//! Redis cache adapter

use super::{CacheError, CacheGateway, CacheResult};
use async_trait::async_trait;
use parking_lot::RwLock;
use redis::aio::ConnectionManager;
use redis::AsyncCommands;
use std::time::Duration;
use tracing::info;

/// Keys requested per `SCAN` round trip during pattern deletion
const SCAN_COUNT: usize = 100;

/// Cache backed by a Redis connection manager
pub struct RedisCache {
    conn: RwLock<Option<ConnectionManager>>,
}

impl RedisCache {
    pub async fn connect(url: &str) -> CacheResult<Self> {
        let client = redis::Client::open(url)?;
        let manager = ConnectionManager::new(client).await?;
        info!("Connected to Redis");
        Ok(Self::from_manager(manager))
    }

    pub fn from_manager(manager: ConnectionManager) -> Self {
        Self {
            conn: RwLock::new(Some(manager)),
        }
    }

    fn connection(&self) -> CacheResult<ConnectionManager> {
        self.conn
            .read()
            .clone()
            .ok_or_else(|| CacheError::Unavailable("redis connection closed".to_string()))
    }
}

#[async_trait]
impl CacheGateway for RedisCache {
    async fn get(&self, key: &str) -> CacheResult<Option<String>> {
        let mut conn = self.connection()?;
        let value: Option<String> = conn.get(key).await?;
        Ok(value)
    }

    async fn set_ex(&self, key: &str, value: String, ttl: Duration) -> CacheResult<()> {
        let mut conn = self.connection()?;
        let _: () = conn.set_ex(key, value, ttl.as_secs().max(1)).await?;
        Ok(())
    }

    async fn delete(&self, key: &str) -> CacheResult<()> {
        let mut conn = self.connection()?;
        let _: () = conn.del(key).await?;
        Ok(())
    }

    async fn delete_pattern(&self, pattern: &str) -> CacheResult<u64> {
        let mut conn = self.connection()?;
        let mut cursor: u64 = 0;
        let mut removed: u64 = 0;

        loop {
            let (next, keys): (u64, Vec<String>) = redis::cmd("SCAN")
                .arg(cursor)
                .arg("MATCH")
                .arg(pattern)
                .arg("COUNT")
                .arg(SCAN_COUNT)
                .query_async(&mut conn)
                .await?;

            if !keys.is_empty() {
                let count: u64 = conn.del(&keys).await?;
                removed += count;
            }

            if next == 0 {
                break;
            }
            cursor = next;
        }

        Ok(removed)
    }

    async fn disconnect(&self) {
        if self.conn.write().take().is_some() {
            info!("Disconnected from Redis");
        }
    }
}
+ + + + + + +
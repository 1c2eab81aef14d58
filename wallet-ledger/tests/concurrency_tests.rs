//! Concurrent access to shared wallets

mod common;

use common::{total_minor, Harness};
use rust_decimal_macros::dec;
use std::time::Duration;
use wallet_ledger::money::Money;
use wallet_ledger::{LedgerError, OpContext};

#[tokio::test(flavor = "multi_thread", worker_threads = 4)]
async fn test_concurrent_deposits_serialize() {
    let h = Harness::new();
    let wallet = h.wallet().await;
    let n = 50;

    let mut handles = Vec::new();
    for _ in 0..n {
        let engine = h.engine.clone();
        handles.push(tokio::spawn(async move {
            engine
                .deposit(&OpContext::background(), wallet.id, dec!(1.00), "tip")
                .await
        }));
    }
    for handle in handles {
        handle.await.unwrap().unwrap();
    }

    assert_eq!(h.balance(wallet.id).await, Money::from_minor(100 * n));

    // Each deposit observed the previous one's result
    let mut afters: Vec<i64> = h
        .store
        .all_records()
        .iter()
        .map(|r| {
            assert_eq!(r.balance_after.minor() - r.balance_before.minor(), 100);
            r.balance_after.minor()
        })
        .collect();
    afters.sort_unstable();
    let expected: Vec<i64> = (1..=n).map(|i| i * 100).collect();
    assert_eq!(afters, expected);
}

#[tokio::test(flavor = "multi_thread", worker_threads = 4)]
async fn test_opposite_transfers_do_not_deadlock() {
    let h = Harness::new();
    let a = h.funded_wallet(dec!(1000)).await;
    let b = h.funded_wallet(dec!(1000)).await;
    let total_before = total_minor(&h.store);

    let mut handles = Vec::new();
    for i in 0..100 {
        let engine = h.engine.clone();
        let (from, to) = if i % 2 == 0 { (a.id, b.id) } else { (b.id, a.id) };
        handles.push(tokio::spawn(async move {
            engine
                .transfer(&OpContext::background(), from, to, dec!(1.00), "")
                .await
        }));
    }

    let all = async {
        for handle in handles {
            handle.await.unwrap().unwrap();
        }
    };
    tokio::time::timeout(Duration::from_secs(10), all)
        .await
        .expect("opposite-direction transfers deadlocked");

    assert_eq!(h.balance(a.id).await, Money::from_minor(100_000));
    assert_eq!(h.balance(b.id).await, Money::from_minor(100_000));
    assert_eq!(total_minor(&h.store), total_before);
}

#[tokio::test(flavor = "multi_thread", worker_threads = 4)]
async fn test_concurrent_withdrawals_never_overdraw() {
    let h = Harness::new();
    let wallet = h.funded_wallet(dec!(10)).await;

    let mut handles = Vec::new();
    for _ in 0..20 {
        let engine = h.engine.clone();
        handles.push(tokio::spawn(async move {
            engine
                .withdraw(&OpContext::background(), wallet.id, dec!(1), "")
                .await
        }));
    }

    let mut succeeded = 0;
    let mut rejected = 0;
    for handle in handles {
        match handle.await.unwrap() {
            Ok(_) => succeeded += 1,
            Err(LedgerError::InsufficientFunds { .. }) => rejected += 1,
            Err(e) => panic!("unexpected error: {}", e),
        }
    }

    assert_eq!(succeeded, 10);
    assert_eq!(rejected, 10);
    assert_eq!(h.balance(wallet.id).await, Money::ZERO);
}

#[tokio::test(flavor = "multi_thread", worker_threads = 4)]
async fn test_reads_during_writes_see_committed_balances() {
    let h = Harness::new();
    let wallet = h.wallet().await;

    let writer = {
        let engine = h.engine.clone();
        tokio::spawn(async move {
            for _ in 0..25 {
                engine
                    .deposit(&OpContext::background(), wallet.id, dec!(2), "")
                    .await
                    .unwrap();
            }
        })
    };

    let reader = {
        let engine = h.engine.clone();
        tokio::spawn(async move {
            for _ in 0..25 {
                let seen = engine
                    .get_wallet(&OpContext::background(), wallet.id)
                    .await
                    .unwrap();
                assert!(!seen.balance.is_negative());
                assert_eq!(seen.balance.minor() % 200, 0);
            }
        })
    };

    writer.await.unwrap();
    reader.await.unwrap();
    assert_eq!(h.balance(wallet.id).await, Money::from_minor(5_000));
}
+ + + + + + +
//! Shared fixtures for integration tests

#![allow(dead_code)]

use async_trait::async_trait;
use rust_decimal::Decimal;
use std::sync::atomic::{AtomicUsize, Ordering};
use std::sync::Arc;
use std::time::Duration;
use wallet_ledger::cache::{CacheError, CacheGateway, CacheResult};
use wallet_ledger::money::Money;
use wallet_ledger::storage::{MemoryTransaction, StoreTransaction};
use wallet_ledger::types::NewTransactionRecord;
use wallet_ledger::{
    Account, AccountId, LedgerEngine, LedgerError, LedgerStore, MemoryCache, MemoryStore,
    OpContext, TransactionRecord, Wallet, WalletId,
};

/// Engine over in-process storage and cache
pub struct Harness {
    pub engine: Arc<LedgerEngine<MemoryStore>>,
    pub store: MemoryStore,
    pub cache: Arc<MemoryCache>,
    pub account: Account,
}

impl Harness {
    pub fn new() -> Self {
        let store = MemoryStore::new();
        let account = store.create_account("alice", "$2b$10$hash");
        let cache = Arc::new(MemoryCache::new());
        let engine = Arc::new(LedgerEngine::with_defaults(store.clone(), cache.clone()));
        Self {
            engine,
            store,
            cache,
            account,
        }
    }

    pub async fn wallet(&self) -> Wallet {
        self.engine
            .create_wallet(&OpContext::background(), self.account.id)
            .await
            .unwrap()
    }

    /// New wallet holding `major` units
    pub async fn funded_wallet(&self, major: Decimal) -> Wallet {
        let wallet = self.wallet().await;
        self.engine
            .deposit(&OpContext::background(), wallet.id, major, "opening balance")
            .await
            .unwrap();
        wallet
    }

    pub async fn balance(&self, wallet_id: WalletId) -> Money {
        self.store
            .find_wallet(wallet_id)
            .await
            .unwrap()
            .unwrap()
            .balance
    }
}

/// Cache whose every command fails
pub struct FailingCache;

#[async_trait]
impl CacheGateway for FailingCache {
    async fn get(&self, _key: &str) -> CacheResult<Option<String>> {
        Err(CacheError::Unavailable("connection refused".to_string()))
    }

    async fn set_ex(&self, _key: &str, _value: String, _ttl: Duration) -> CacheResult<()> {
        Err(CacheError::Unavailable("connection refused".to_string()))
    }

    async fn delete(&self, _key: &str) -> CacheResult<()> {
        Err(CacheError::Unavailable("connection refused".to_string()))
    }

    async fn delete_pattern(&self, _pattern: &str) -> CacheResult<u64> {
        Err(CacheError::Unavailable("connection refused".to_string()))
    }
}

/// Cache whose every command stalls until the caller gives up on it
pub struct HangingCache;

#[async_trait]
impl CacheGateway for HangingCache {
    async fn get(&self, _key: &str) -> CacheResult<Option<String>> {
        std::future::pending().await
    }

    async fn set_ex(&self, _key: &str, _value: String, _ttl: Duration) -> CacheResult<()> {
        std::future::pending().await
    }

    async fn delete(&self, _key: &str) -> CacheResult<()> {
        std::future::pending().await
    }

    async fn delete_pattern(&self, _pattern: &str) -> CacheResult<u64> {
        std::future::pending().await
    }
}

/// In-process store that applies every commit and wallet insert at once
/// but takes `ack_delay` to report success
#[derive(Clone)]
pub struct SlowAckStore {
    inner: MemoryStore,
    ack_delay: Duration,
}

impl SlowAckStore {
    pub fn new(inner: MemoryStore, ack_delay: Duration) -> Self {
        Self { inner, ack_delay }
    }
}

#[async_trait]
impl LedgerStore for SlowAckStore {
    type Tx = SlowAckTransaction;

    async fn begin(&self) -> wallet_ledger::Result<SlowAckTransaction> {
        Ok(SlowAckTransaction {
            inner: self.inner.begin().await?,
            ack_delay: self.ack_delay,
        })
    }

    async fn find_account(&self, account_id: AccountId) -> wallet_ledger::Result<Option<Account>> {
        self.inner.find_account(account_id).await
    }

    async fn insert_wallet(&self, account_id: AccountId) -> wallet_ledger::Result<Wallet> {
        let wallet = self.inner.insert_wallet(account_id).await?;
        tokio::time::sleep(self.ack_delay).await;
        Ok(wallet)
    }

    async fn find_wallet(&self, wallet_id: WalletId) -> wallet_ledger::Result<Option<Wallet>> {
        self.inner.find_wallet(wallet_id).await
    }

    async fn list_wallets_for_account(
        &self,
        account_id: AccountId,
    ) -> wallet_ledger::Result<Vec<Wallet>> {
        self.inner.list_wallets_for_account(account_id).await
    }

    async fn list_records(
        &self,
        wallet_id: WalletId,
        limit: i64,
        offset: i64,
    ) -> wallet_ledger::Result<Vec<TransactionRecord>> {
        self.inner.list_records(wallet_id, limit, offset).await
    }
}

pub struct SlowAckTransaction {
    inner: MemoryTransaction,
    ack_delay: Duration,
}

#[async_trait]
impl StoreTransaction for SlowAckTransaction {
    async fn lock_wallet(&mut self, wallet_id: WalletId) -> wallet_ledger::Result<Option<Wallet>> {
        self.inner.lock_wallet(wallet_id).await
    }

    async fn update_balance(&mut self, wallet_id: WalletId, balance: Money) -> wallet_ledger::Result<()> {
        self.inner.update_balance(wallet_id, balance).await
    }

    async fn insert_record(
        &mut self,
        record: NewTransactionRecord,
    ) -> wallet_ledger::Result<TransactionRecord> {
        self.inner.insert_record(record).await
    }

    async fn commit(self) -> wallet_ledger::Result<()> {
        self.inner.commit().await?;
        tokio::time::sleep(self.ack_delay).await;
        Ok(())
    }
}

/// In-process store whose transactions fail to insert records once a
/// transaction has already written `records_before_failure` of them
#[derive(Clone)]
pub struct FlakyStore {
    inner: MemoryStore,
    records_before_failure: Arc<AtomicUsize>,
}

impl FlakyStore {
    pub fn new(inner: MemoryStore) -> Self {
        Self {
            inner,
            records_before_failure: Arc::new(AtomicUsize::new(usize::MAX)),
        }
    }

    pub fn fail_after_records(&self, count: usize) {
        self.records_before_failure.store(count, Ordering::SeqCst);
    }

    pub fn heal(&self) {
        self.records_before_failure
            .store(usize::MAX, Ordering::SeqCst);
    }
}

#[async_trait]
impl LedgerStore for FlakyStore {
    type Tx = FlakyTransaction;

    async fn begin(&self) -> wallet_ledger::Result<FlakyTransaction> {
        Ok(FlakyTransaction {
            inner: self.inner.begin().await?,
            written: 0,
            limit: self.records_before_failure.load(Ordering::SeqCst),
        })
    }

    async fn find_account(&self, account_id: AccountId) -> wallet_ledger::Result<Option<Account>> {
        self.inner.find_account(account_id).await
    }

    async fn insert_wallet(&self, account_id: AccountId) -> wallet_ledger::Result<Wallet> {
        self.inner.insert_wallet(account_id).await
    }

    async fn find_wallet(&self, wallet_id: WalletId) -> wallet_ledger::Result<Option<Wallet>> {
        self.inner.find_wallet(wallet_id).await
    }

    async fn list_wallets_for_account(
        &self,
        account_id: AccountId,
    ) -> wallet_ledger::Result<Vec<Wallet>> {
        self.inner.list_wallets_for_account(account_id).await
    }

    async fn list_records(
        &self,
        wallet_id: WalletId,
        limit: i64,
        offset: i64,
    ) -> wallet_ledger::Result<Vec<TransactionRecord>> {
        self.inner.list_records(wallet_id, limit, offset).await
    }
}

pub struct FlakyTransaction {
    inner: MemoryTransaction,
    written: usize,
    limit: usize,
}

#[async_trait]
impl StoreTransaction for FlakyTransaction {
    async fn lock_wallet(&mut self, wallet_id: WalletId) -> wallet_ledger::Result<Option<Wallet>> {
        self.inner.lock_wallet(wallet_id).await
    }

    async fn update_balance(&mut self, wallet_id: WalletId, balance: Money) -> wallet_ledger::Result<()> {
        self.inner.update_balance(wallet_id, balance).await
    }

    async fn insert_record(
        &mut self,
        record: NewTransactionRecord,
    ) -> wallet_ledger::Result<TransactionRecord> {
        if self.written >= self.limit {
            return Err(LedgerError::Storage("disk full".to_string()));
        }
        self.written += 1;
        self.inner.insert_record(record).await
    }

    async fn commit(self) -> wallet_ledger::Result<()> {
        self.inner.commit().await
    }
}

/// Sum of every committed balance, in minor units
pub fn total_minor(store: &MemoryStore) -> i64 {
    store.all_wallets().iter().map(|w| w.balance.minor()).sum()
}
+ + + + + + +
Starting with the line above that holds "Redis cache adapter" and stopping with the line that holds "pub async fn connect(url: &str)", reproduce each line exactly, omitting all other lines.

//! Redis cache adapter

use super::{CacheError, CacheGateway, CacheResult};
use async_trait::async_trait;
use parking_lot::RwLock;
use redis::aio::ConnectionManager;
use redis::AsyncCommands;
use std::time::Duration;
use tracing::info;

/// Keys requested per `SCAN` round trip during pattern deletion
const SCAN_COUNT: usize = 100;

/// Cache backed by a Redis connection manager
pub struct RedisCache {
    conn: RwLock<Option<ConnectionManager>>,
}

impl RedisCache {
    pub async fn connect(url: &str) -> CacheResult<Self> {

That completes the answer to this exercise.